Esta moralidade simplória, por outro lado, adequa-se perfeitamente ao discurso televisivo, que normalmente enfrenta dificuldades para tratar de temas complexos. Por exemplo: um dos episódios do quadro do Gugu mostra uma criança sozinha, desagasalhada, em um ponto de ônibus. O quadro testa quantos parariam para oferecer um casaco ao menino. Engraçado que as mesmíssimas imagens serviriam para uma outra matéria (que seria igualmente redutora da realidade) que denunciasse a insegurança e o perigo que correm as crianças, visto que elas podem ser abordadas por qualquer um que passe na rua. O mesmo solidário, nesta abordagem simplista, passaria a algoz – basta mudar o discurso.

Já no CQC o tom é mais agressivo e juvenil, típico do programa. Num dos quadros exibidos, pega-se carona nos recentes episódios dos que “fizeram justiça com as próprias mãos” – os casos de assaltantes que foram presos a postes, agredidos e assassinados. No quadro, atores em pleno centro de São Paulo simulam a mesma situação: um suposto assaltante é amarrado na frente de uma galeria por dois homens raivosos em razão de ter roubado um celular. Uma mulher, que representa a assaltada, se junta ao grupo e afirma que a agressão é equivocada, pois aquele não era o assaltante.

O discurso de que há “humanos” e “não-humanos”

O resultado do quadro, comandado pelo repórter Erick Krominski, é interessante. Didaticamente, ele explica a diferença entre justiça e vingança, e entrevista aqueles que se manifestaram e se juntaram à horda de agressores. Faz perguntas aos enfezados que, no calor da situação, reagem como podem: alguns dizem que se juntaram à massa porque queriam “ver uma treta”; outros repetem frases do senso comum do estilo “fez, tem que pagar”. Mas me chamam mais a atenção certos questionamentos feitos pelo repórter aos intempestivos transeuntes: “Você não acha que seria melhor se a consciência geral fosse de não bater, e sim de procurar provas?” Ou esta pergunta: “Ele era inocente. Você acha que pode bater no cara só você achando que é o cara mesmo?”

Ou seja, na perspectiva de instigar uma reação mais “humana”, como diz Erick Krominski, as perguntas feitas no quadro silenciam seus outros sentidos: e se ele fosse culpado? E se houvesse provas? Isto me remete a um texto memorável da jornalista Eliane Brum, no qual discute a morte por linchamento de Fabiane Maria de Jesus, que foi confundida com um retrato falado divulgado em uma fanpage de Facebook. Parte da repercussão desta morte se deu pelo fato de que ela era inocente – o que deixa subentendida uma certa legitimidade ao ato caso não fosse. Este trecho merece reflexão: “É no discurso, às vezes subliminar, às vezes explícito, que é reeditado cotidianamente o pacto histórico de que há uma categoria de brasileiros que podem ser mortos – ou que ao menos seu assassinato seria justificável.”

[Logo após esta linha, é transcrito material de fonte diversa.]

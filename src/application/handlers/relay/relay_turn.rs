//! RelayTurnHandler - Orchestrates one chat turn end to end.
//!
//! Pre-stream (`prepare`): validate, check provider configuration, load the
//! window, merge the incoming turn (system message write-back), persist the
//! user message. Any failure here is returned before a stream exists.
//!
//! Streaming (`stream`): open the provider stream and hand it to the
//! [`StreamAdapter`] with hooks that persist the assistant reply on completion.

use async_trait::async_trait;
use std::sync::Arc;
use std::time::Duration;
use tracing::{debug, info, trace};

use crate::domain::chat::{ChatMessage, Role};
use crate::domain::foundation::{ChatId, MessageId, ValidationError};
use crate::ports::{CompletionProvider, CompletionRequest, MessageRepository};

use super::assembler::ConversationAssembler;
use super::error_translator::ErrorTranslator;
use super::errors::RelayError;
use super::response_channel::{ChannelConfig, ResponseChannel};
use super::stream_adapter::{HookError, StreamAdapter, StreamHooks, StreamOutcome};

/// Longest accepted message content, in characters.
pub const MAX_MESSAGE_CHARS: usize = 32_000;

/// Persona used when neither storage nor the request supplies a system message.
pub const DEFAULT_PERSONA: &str =
    "You are a helpful AI assistant. Provide clear, accurate, and relevant responses.";

/// Explicit settings for the relay; derived from configuration at startup.
#[derive(Debug, Clone, PartialEq)]
pub struct RelaySettings {
    pub max_conversation_pairs: usize,
    pub temperature: f32,
    pub model: String,
    pub default_persona: String,
    pub idle_timeout: Duration,
    pub write_timeout: Duration,
    pub channel_buffer: usize,
}

impl Default for RelaySettings {
    fn default() -> Self {
        Self {
            max_conversation_pairs: 50,
            temperature: 0.7,
            model: "gpt-4".to_string(),
            default_persona: DEFAULT_PERSONA.to_string(),
            idle_timeout: Duration::from_secs(60),
            write_timeout: Duration::from_secs(30),
            channel_buffer: 32,
        }
    }
}

impl RelaySettings {
    /// Sizing for the response channel of each turn.
    pub fn channel_config(&self) -> ChannelConfig {
        ChannelConfig {
            buffer: self.channel_buffer,
            write_timeout: self.write_timeout,
        }
    }
}

/// A validated turn request.
#[derive(Debug, Clone, PartialEq)]
pub struct RelayTurnCommand {
    chat_id: ChatId,
    messages: Vec<ChatMessage>,
}

impl RelayTurnCommand {
    /// Validates the incoming messages.
    ///
    /// # Errors
    ///
    /// - `EmptyField` if there are no messages, or the latest user message is blank
    /// - `TooLong` if any message exceeds [`MAX_MESSAGE_CHARS`]
    /// - `InvalidFormat` for more than one system message, or when the last
    ///   non-system message is not from the user
    pub fn new(chat_id: ChatId, messages: Vec<ChatMessage>) -> Result<Self, ValidationError> {
        if messages.is_empty() {
            return Err(ValidationError::empty_field("messages"));
        }

        for (index, message) in messages.iter().enumerate() {
            let chars = message.content.chars().count();
            if chars > MAX_MESSAGE_CHARS {
                return Err(ValidationError::too_long(
                    format!("messages[{}].content", index),
                    MAX_MESSAGE_CHARS,
                    chars,
                ));
            }
        }

        if messages.iter().filter(|m| m.role.is_system()).count() > 1 {
            return Err(ValidationError::invalid_format(
                "messages",
                "at most one system message is allowed",
            ));
        }

        match messages.iter().rev().find(|m| !m.role.is_system()) {
            Some(last) if last.role == Role::User => {
                if last.content.trim().is_empty() {
                    return Err(ValidationError::empty_field("messages.user.content"));
                }
            }
            _ => {
                return Err(ValidationError::invalid_format(
                    "messages",
                    "the last message must be from the user",
                ))
            }
        }

        Ok(Self { chat_id, messages })
    }

    pub fn chat_id(&self) -> ChatId {
        self.chat_id
    }

    pub fn messages(&self) -> &[ChatMessage] {
        &self.messages
    }

    /// The user message this turn answers.
    fn latest_user_message(&self) -> Option<&ChatMessage> {
        self.messages.iter().rev().find(|m| m.role == Role::User)
    }
}

/// A turn that passed every pre-stream step and is ready to stream.
pub struct PreparedTurn {
    chat_id: ChatId,
    user_message_id: MessageId,
    provider: Arc<dyn CompletionProvider>,
    request: CompletionRequest,
}

impl PreparedTurn {
    pub fn chat_id(&self) -> ChatId {
        self.chat_id
    }

    pub fn user_message_id(&self) -> MessageId {
        self.user_message_id
    }

    /// The exact context that will be sent to the provider.
    pub fn request(&self) -> &CompletionRequest {
        &self.request
    }
}

/// Handler for relaying chat turns.
pub struct RelayTurnHandler {
    provider: Option<Arc<dyn CompletionProvider>>,
    repository: Arc<dyn MessageRepository>,
    assembler: ConversationAssembler,
    adapter: StreamAdapter,
    translator: Arc<ErrorTranslator>,
    settings: RelaySettings,
}

impl RelayTurnHandler {
    /// Creates the handler. A `None` provider means credentials are missing;
    /// every turn then fails with a configuration error.
    pub fn new(
        provider: Option<Arc<dyn CompletionProvider>>,
        repository: Arc<dyn MessageRepository>,
        translator: ErrorTranslator,
        settings: RelaySettings,
    ) -> Self {
        let translator = Arc::new(translator);
        Self {
            provider,
            assembler: ConversationAssembler::new(
                repository.clone(),
                settings.default_persona.clone(),
            ),
            repository,
            adapter: StreamAdapter::new(settings.idle_timeout, translator.clone()),
            translator,
            settings,
        }
    }

    pub fn settings(&self) -> &RelaySettings {
        &self.settings
    }

    pub fn translator(&self) -> &ErrorTranslator {
        &self.translator
    }

    /// Runs every pre-stream step.
    pub async fn prepare(&self, cmd: RelayTurnCommand) -> Result<PreparedTurn, RelayError> {
        let provider = self.provider.clone().ok_or_else(|| {
            RelayError::configuration("completion provider credentials are missing")
        })?;
        let user = cmd
            .latest_user_message()
            .ok_or_else(|| ValidationError::empty_field("messages.user"))?;

        // Fetched before the user message is stored so the window never holds
        // messages from the current turn.
        let window = self
            .assembler
            .fetch_window(&cmd.chat_id, self.settings.max_conversation_pairs)
            .await?;
        let messages = self
            .assembler
            .merge_with_incoming(&cmd.chat_id, &window, &cmd.messages)
            .await?;

        let stored = self
            .repository
            .create_message(&cmd.chat_id, Role::User, &user.content)
            .await?;

        debug!(
            chat_id = %cmd.chat_id,
            provider = provider.name(),
            history = window.len(),
            messages = messages.len(),
            context = ?messages
                .iter()
                .map(|m| (m.role.as_str(), m.content.len()))
                .collect::<Vec<_>>(),
            "Assembled provider context"
        );

        Ok(PreparedTurn {
            chat_id: cmd.chat_id,
            user_message_id: stored.id,
            provider,
            request: CompletionRequest::new(
                self.settings.model.clone(),
                messages,
                self.settings.temperature,
            ),
        })
    }

    /// Streams a prepared turn into the channel. Always closes the channel.
    pub async fn stream(&self, turn: PreparedTurn, channel: &mut ResponseChannel) -> StreamOutcome {
        let hooks = PersistReplyHooks {
            repository: self.repository.clone(),
            chat_id: turn.chat_id,
        };
        let stream = turn.provider.create_stream(turn.request);

        let outcome = self.adapter.start(turn.chat_id, stream, &hooks, channel).await;
        info!(
            chat_id = %turn.chat_id,
            tokens = outcome.tokens(),
            completed = matches!(outcome, StreamOutcome::Completed { .. }),
            "Turn finished"
        );
        outcome
    }

    /// Prepares and streams a turn in one call.
    pub async fn handle(
        &self,
        cmd: RelayTurnCommand,
        channel: &mut ResponseChannel,
    ) -> Result<StreamOutcome, RelayError> {
        let turn = self.prepare(cmd).await?;
        Ok(self.stream(turn, channel).await)
    }
}

/// Stores the assistant reply once the stream completes.
struct PersistReplyHooks {
    repository: Arc<dyn MessageRepository>,
    chat_id: ChatId,
}

#[async_trait]
impl StreamHooks for PersistReplyHooks {
    async fn on_token(&self, token: &str) -> Result<(), HookError> {
        trace!(chat_id = %self.chat_id, len = token.len(), "Token forwarded");
        Ok(())
    }

    async fn on_completion(&self, completion: &str) -> Result<(), HookError> {
        let stored = self
            .repository
            .create_message(&self.chat_id, Role::Assistant, completion)
            .await?;
        debug!(chat_id = %self.chat_id, message_id = %stored.id, "Assistant reply stored");
        Ok(())
    }
}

Eu continuaria: na lógica da câmera escondida – e, mais especificamente, no sentido dado pelas emissoras às imagens capturadas – esconde-se um discurso de que há “humanos” e “não-humanos”, boas ou más pessoas. Isto não deixa de ser uma maneira de subestimar o público, ao oferecer a ele – e ajudar a perpetuar – uma visão de mundo redutora e profundamente maniqueísta.